**EXERCISE DESCRIPTION:**
Search the material and gather each line with "identifier" in it.

**DATA UNDER STUDY:**
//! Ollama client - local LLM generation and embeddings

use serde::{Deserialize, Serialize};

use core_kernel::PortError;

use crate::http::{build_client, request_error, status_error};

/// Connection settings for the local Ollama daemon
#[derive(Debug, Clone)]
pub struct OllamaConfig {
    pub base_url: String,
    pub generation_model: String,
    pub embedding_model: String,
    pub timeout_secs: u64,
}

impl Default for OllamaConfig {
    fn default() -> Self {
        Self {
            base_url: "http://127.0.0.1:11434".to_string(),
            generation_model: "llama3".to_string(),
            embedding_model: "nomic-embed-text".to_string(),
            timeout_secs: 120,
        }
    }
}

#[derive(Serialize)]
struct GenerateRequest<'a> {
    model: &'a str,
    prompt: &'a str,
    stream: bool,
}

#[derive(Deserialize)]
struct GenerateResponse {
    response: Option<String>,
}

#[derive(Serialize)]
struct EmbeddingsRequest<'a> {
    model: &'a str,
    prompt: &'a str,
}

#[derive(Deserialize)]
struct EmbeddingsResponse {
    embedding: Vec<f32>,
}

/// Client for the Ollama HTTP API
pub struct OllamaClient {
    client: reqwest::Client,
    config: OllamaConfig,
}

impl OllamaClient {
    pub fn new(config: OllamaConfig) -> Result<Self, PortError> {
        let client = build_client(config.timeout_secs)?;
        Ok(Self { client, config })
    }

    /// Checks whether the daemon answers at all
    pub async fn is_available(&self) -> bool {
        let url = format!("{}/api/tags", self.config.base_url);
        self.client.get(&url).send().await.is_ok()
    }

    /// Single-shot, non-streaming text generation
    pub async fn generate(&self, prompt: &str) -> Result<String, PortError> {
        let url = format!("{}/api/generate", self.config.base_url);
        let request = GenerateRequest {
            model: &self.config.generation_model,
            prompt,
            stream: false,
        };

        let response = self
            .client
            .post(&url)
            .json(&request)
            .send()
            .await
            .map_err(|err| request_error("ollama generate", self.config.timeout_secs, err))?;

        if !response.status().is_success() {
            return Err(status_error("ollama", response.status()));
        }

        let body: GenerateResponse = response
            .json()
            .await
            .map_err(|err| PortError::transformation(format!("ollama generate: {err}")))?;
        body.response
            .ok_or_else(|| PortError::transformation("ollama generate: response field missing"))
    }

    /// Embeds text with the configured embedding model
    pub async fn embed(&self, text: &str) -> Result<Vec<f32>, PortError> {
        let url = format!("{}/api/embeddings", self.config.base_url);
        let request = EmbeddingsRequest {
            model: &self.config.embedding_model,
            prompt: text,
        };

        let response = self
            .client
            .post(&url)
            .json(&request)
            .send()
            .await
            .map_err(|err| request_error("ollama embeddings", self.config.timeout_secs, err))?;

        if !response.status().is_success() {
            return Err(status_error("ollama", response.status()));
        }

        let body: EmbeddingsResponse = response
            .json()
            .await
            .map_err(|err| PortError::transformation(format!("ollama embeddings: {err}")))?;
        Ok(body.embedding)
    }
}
* * *
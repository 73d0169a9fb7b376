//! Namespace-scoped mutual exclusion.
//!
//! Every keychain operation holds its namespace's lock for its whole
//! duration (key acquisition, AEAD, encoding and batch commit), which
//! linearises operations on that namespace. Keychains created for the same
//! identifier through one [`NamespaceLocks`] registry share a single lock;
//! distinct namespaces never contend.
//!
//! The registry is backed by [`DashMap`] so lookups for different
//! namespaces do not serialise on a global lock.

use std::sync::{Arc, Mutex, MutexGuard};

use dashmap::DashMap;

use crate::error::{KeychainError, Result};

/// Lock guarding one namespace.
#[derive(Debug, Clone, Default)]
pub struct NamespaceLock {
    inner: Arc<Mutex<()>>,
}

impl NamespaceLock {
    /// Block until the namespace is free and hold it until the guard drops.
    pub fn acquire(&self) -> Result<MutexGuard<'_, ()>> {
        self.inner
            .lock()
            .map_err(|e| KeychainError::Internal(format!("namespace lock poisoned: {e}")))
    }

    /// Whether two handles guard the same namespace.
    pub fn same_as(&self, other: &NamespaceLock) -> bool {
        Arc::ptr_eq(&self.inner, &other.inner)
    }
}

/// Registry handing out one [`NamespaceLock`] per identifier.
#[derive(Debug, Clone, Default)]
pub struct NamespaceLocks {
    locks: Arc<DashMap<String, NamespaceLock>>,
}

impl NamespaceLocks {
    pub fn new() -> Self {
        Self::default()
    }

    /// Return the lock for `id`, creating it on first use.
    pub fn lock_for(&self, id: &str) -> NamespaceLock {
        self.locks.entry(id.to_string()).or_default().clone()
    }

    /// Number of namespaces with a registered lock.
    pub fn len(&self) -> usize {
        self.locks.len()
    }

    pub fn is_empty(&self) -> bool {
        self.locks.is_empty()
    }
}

**TASK RESULT:**
//! identifier through one [`NamespaceLocks`] registry share a single lock;
/// Registry handing out one [`NamespaceLock`] per identifier.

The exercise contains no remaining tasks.